Data to process Block Start

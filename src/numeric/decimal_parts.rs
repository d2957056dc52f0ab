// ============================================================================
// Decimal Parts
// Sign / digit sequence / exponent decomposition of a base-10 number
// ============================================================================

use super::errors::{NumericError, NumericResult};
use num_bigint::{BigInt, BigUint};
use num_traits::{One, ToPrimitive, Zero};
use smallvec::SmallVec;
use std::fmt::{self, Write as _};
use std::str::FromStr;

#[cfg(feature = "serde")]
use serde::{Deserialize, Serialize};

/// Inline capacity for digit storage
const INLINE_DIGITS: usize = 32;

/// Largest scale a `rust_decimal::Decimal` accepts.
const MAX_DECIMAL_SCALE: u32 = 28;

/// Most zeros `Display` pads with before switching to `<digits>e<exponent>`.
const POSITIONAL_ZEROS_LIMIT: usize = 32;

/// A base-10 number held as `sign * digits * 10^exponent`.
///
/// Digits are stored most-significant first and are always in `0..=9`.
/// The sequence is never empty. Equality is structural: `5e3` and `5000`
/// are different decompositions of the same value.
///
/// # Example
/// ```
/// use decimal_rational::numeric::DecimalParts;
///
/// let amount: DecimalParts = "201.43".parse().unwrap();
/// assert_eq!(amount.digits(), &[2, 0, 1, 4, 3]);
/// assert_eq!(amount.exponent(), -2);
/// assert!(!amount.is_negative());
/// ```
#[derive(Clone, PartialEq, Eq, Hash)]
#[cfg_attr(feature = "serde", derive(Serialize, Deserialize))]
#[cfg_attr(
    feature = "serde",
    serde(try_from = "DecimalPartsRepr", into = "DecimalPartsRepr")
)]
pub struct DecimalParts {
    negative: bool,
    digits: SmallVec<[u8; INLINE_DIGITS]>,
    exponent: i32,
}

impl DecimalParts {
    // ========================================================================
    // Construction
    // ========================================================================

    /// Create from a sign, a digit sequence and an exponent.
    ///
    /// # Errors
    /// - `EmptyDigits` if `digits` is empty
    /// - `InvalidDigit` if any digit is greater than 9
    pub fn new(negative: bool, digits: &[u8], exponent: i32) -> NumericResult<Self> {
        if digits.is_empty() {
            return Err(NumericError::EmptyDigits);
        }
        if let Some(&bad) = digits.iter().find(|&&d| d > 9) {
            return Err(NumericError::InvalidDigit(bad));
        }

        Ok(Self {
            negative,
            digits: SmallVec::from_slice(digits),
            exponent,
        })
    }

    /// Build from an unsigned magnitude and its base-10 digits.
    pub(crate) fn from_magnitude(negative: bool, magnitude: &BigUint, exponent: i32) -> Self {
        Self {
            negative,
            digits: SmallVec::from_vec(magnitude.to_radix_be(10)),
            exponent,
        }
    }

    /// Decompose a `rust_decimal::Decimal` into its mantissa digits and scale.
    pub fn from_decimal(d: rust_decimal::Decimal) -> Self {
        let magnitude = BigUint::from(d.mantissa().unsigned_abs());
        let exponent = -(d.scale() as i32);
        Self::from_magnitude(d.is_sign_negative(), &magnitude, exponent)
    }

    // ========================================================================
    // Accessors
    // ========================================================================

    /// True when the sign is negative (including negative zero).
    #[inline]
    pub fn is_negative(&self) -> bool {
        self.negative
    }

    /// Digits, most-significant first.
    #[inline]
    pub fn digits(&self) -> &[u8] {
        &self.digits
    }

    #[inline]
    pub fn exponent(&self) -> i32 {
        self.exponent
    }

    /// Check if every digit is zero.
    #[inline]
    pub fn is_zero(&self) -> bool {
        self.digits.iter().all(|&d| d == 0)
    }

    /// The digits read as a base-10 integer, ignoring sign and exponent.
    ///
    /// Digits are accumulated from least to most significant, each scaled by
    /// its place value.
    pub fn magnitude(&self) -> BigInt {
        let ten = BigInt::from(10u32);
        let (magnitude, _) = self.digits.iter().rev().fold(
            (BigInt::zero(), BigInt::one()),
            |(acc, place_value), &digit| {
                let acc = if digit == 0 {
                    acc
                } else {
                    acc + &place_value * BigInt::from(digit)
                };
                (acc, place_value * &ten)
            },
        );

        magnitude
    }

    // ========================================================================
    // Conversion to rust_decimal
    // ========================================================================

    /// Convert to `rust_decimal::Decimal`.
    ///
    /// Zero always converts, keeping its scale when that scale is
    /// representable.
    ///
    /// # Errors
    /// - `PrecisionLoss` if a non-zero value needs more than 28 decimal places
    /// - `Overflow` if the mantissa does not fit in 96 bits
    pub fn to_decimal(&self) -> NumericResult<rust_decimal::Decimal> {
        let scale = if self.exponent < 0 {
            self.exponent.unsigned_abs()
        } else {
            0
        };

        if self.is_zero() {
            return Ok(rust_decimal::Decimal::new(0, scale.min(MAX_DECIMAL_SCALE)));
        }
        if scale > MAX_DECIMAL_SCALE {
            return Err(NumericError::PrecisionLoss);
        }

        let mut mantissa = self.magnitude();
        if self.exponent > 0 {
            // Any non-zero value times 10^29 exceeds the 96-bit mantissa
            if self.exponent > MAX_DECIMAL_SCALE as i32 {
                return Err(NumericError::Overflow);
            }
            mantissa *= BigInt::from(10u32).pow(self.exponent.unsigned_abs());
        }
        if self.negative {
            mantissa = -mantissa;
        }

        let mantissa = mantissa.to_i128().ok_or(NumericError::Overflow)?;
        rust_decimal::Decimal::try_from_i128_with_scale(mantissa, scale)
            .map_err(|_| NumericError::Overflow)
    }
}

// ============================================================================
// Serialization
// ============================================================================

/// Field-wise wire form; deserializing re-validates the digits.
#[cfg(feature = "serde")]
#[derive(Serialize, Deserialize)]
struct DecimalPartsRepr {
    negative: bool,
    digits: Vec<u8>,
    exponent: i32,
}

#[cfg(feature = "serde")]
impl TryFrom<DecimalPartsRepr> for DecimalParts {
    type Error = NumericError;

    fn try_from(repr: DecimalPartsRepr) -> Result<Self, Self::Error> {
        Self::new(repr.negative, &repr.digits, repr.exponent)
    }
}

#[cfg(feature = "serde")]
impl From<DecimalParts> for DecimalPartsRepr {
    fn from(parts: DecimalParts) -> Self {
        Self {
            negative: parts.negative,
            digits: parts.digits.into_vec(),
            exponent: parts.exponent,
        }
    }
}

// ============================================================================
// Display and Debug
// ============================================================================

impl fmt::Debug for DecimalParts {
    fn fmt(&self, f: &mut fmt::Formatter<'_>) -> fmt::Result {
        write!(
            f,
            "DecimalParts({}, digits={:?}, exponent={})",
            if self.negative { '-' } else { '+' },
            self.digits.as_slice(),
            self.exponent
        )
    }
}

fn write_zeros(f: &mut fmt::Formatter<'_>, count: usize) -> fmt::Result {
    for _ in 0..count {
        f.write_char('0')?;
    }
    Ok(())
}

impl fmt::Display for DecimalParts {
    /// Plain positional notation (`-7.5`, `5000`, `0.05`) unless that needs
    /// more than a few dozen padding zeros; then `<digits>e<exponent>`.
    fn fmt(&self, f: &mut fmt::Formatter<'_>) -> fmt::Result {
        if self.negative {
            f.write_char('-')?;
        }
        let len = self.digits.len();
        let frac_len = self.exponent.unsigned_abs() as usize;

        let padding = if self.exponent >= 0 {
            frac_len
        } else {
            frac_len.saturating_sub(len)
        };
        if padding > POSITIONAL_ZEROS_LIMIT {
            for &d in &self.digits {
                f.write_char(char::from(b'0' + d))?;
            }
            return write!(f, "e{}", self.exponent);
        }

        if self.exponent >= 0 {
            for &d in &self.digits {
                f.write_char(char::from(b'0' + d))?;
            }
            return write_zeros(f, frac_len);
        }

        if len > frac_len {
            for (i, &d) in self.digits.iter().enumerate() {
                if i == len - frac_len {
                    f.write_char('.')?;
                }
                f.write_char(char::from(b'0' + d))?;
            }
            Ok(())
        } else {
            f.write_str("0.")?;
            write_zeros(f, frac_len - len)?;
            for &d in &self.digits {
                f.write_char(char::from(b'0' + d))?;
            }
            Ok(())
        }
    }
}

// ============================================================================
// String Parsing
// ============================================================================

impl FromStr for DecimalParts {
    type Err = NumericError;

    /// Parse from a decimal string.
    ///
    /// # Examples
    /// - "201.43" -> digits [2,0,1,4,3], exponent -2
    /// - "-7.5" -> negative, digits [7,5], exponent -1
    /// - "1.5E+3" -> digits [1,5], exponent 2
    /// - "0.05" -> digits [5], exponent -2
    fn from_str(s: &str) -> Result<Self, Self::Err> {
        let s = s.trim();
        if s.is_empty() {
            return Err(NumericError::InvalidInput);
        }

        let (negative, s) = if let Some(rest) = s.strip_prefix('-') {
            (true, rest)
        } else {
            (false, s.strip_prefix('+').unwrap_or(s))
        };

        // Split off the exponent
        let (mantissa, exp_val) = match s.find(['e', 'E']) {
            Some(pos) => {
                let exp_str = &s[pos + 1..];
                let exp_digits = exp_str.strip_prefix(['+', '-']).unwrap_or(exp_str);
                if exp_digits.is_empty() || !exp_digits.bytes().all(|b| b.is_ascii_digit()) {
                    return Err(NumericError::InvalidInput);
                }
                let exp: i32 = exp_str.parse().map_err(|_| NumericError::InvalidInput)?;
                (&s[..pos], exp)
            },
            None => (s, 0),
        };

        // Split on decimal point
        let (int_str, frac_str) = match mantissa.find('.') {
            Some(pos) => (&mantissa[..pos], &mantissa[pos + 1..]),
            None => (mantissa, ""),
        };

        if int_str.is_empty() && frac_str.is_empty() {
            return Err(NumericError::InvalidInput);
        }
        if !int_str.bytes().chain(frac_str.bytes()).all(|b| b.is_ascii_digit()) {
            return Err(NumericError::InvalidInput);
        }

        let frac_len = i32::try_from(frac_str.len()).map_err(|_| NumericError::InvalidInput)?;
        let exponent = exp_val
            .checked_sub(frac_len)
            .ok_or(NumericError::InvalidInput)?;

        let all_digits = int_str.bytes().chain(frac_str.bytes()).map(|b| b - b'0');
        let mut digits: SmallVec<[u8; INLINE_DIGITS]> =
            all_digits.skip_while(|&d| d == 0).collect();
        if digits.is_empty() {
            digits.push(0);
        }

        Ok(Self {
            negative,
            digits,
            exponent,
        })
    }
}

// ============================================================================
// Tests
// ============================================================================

Data to process Block End

> [Problem details] In the data above, which lines include "FromStr"? Return those lines.

> [Answer to this exercise]
use std::str::FromStr;
impl FromStr for DecimalParts {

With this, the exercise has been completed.